//! Locked, snapshotting, atomic document writer.
//!
//! # Responsibility
//! - Serialize writers of one path through [`FileLocks`].
//! - Snapshot the previous content before replacing it.
//! - Replace the file through a sibling temp file and a rename.
//!
//! # Invariants
//! - Readers observe either the old or the new content, never a mix.
//! - A failed rename removes the temp file and leaves the target untouched.
//! - Snapshot failures are logged and do not block the write.

use super::backup::BackupManager;
use super::lock::FileLocks;
use crate::error::{StoreError, StoreResult};
use log::{info, warn};
use std::fs;
use std::io::{self, Write};
use std::path::{Path, PathBuf};
use std::time::Instant;

/// How hard the writer tries to reach stable storage.
#[derive(Debug, Clone, Copy, Default, PartialEq, Eq)]
pub enum WriteDurability {
    /// Temp file plus rename, no fsync.
    #[default]
    BestEffort,
    /// Also fsyncs the temp file and, on unix, the parent directory.
    Durable,
}

#[derive(Debug)]
pub struct DocumentWriter {
    locks: FileLocks,
    backups: BackupManager,
    durability: WriteDurability,
}

impl DocumentWriter {
    pub fn new(backups: BackupManager, durability: WriteDurability) -> Self {
        Self {
            locks: FileLocks::new(),
            backups,
            durability,
        }
    }

    pub fn backups(&self) -> &BackupManager {
        &self.backups
    }

    /// Runs a read-modify-write cycle under the lock of `path`.
    ///
    /// `update` receives the current text (empty when the file is missing)
    /// and returns the replacement, or `None` to leave the file alone.
    pub fn update<T>(
        &self,
        path: &Path,
        update: impl FnOnce(&str) -> StoreResult<(Option<String>, T)>,
    ) -> StoreResult<T> {
        self.locks.with_lock(path, || {
            let current = read_or_empty(path)?;
            let (next, value) = update(&current)?;
            if let Some(next) = next {
                self.write_unlocked(path, &current, &next)?;
            }
            Ok(value)
        })
    }

    /// Replaces the whole file with `content`.
    pub fn write(&self, path: &Path, content: &str) -> StoreResult<()> {
        self.locks.with_lock(path, || {
            let current = read_or_empty(path)?;
            self.write_unlocked(path, &current, content)
        })
    }

    fn write_unlocked(&self, path: &Path, current: &str, content: &str) -> StoreResult<()> {
        if current != content {
            if let Err(err) = self.backups.snapshot(path) {
                warn!(
                    "event=backup_create module=persist status=error error_code={}",
                    err.code()
                );
            }
        }
        write_atomic(path, content.as_bytes(), self.durability)
    }
}

/// File text, or an empty string when the file does not exist.
pub fn read_or_empty(path: &Path) -> StoreResult<String> {
    match fs::read_to_string(path) {
        Ok(text) => Ok(text),
        Err(err) if err.kind() == io::ErrorKind::NotFound => Ok(String::new()),
        Err(source) => Err(StoreError::io(path, source)),
    }
}

fn temp_path(path: &Path) -> PathBuf {
    let mut raw = path.as_os_str().to_os_string();
    raw.push(".tmp");
    PathBuf::from(raw)
}

/// Writes `contents` to `path` through a sibling `.tmp` file and a rename.
pub fn write_atomic(path: &Path, contents: &[u8], durability: WriteDurability) -> StoreResult<()> {
    let started = Instant::now();
    let tmp = temp_path(path);

    let result = (|| -> StoreResult<()> {
        let mut file = fs::File::create(&tmp).map_err(|source| StoreError::io(&tmp, source))?;
        file.write_all(contents)
            .map_err(|source| StoreError::io(&tmp, source))?;
        if durability == WriteDurability::Durable {
            file.sync_all().map_err(|source| StoreError::io(&tmp, source))?;
        }
        drop(file);
        fs::rename(&tmp, path).map_err(|source| StoreError::io(path, source))
    })();

    if let Err(err) = result {
        let _ = fs::remove_file(&tmp);
        warn!(
            "event=atomic_write module=persist status=error error_code={}",
            err.code()
        );
        return Err(err);
    }

    if durability == WriteDurability::Durable {
        #[cfg(unix)]
        {
            if let Some(parent) = path.parent().filter(|p| !p.as_os_str().is_empty()) {
                let dir =
                    fs::File::open(parent).map_err(|source| StoreError::io(parent, source))?;
                dir.sync_all().map_err(|source| StoreError::io(parent, source))?;
            }
        }
    }

    info!(
        "event=atomic_write module=persist status=ok bytes={} durable={} duration_ms={}",
        contents.len(),
        durability == WriteDurability::Durable,
        started.elapsed().as_millis()
    );
    Ok(())
}
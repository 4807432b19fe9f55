//! Generic record contracts shared by every section kind.
//!
//! # Responsibility
//! - Describe a record kind once: section name, id scheme, and codec.
//! - Assign ids for records read without a persisted identity comment.
//!
//! # Invariants
//! - Persisted ids always win; generated ids only fill empty slots.
//! - Ids are unique within one decoded collection.
//!
//! # See also
//! - `heading` for the `## Title {config}` record engine.
//! - `ledger` for `- {config}` bullet records.

pub mod heading;
pub mod ledger;

use crate::markup::ids::{next_prefixed_id, next_sequence_id, random_hex_id};
use crate::markup::section::SectionRegistry;

pub use heading::{BodyStyle, BucketStyle, EntityLayout, HeadingEntity, RawRecord};
pub use ledger::LedgerEntity;

/// How new ids are minted for one record kind.
#[derive(Debug, Clone, Copy, PartialEq, Eq)]
pub enum IdScheme {
    /// 8 random hex characters.
    Random,
    /// `prefix` plus `1 + max(existing suffix)`.
    Prefixed(&'static str),
    /// Plain integers, `1 + max(existing)`.
    Sequence,
}

impl IdScheme {
    /// Next id for a collection currently holding `existing`.
    pub fn next<'a, I>(self, existing: I) -> String
    where
        I: IntoIterator<Item = &'a str>,
    {
        match self {
            Self::Random => random_hex_id(),
            Self::Prefixed(prefix) => next_prefixed_id(prefix, existing),
            Self::Sequence => next_sequence_id(existing),
        }
    }
}

/// One addressable record inside a section collection.
pub trait Record: Clone {
    /// Kind name used in not-found errors and log lines.
    const KIND: &'static str;
    /// Sentinel name of the owning section.
    const SECTION: &'static str;
    const ID_SCHEME: IdScheme;

    fn id(&self) -> &str;
    fn set_id(&mut self, id: String);
}

/// Converts between a section's content lines and a typed collection.
pub trait SectionCodec: Record {
    /// Decodes section content lines. Never fails; bad fields fall back to
    /// defaults and records without an id receive a fresh one.
    fn decode(lines: &[String], registry: &SectionRegistry) -> Vec<Self>;

    /// Renders the whole section including its sentinel and heading.
    fn encode(records: &[Self]) -> String;
}

/// Next id for `records` under the kind's id scheme.
pub fn next_id<T: Record>(records: &[T]) -> String {
    T::ID_SCHEME.next(records.iter().map(Record::id))
}

/// Fills empty ids after a full decode so persisted ids are never shadowed.
pub fn assign_missing_ids<T: Record>(records: &mut [T]) {
    for idx in 0..records.len() {
        if !records[idx].id().is_empty() {
            continue;
        }
        let id = next_id(records);
        records[idx].set_id(id);
    }
}

/// Implements [`SectionCodec`] through the heading engine.
macro_rules! heading_codec {
    ($($kind:ty),+ $(,)?) => {
        $(
            impl $crate::entity::SectionCodec for $kind {
                fn decode(
                    lines: &[String],
                    registry: &$crate::markup::section::SectionRegistry,
                ) -> Vec<Self> {
                    $crate::entity::heading::decode_records::<$kind>(lines, registry)
                }

                fn encode(records: &[Self]) -> String {
                    $crate::entity::heading::encode_records::<$kind>(records)
                }
            }
        )+
    };
}

/// Implements [`SectionCodec`] through the bullet ledger engine.
macro_rules! ledger_codec {
    ($($kind:ty),+ $(,)?) => {
        $(
            impl $crate::entity::SectionCodec for $kind {
                fn decode(
                    lines: &[String],
                    registry: &$crate::markup::section::SectionRegistry,
                ) -> Vec<Self> {
                    $crate::entity::ledger::decode_ledger::<$kind>(lines, registry)
                }

                fn encode(records: &[Self]) -> String {
                    $crate::entity::ledger::encode_ledger::<$kind>(records)
                }
            }
        )+
    };
}

pub(crate) use heading_codec;
pub(crate) use ledger_codec;
//! Time Tracking section codec.
//!
//! # Responsibility
//! - Group time entries under one `## Task: <id>` heading per task.
//! - Encode each entry as a `- {id; date; hours; person; description}` bullet.
//!
//! # Invariants
//! - Groups and entries keep document order.
//! - Groups without entries are not rendered.
//! - The older `- 2026-01-20: 2h by Sam - text` entry line is still read.

use crate::entity::ledger::bullet_config;
use crate::markup::config::{format_amount, parse_float, ConfigMap};
use crate::markup::ids::random_hex_id;
use crate::markup::section::SectionRegistry;
use crate::model::time::{TaskTimeLog, TimeEntry};
use once_cell::sync::Lazy;
use regex::Regex;

pub const TIME_SECTION: &str = "Time Tracking";
const GROUP_PREFIX: &str = "Task:";

static LEGACY_ENTRY_RE: Lazy<Regex> = Lazy::new(|| {
    Regex::new(r"^- (\d{4}-\d{2}-\d{2}): ([\d.]+)h(?: by ([^-]+))?(?: - (.+))?$")
        .expect("valid time entry regex")
});

pub fn decode_time_logs(lines: &[String], registry: &SectionRegistry) -> Vec<TaskTimeLog> {
    let mut logs: Vec<TaskTimeLog> = Vec::new();
    let mut current: Option<usize> = None;

    for line in lines {
        let trimmed = line.trim();
        if registry.is_boundary(trimmed) {
            break;
        }
        if let Some(heading) = trimmed.strip_prefix("## ") {
            let task_id = heading
                .trim()
                .strip_prefix(GROUP_PREFIX)
                .unwrap_or(heading)
                .trim()
                .to_string();
            current = Some(match logs.iter().position(|log| log.task_id == task_id) {
                Some(pos) => pos,
                None => {
                    logs.push(TaskTimeLog {
                        task_id,
                        entries: Vec::new(),
                    });
                    logs.len() - 1
                }
            });
            continue;
        }
        let Some(pos) = current else {
            continue;
        };
        if let Some(entry) = decode_entry(trimmed) {
            logs[pos].entries.push(entry);
        }
    }

    logs.retain(|log| !log.entries.is_empty());
    logs
}

fn decode_entry(trimmed: &str) -> Option<TimeEntry> {
    if let Some(config) = bullet_config(trimmed) {
        let id = match config.get("id") {
            Some(id) if !id.is_empty() => id.to_string(),
            _ => random_hex_id(),
        };
        return Some(TimeEntry {
            id,
            date: config.text("date"),
            hours: config.float("hours", 0.0),
            person: config.text("person"),
            description: config.text("description"),
        });
    }
    let caps = LEGACY_ENTRY_RE.captures(trimmed)?;
    Some(TimeEntry {
        id: random_hex_id(),
        date: caps[1].to_string(),
        hours: parse_float(&caps[2], 0.0),
        person: caps.get(3).map_or("", |m| m.as_str()).trim().to_string(),
        description: caps.get(4).map_or("", |m| m.as_str()).trim().to_string(),
    })
}

pub fn encode_time_logs(logs: &[TaskTimeLog]) -> String {
    let mut out = format!("<!-- {TIME_SECTION} -->\n# {TIME_SECTION}\n\n");
    for log in logs.iter().filter(|log| !log.entries.is_empty()) {
        out.push_str(&format!("## {GROUP_PREFIX} {}\n\n", log.task_id));
        for entry in &log.entries {
            let config = ConfigMap::new()
                .with("id", &entry.id)
                .with_nonempty("date", &entry.date)
                .with("hours", format_amount(entry.hours))
                .with_text("person", &entry.person)
                .with_text("description", &entry.description);
            out.push_str(&format!("- {}\n", config.render()));
        }
        out.push('\n');
    }
    out
}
####
Copy out word for word each line of the listing, from the very first line down to the line containing "the target untouched.", and stop after that line.

WRITTEN SOLUTION -
//! Locked, snapshotting, atomic document writer.
//!
//! # Responsibility
//! - Serialize writers of one path through [`FileLocks`].
//! - Snapshot the previous content before replacing it.
//! - Replace the file through a sibling temp file and a rename.
//!
//! # Invariants
//! - Readers observe either the old or the new content, never a mix.
//! - A failed rename removes the temp file and leaves the target untouched.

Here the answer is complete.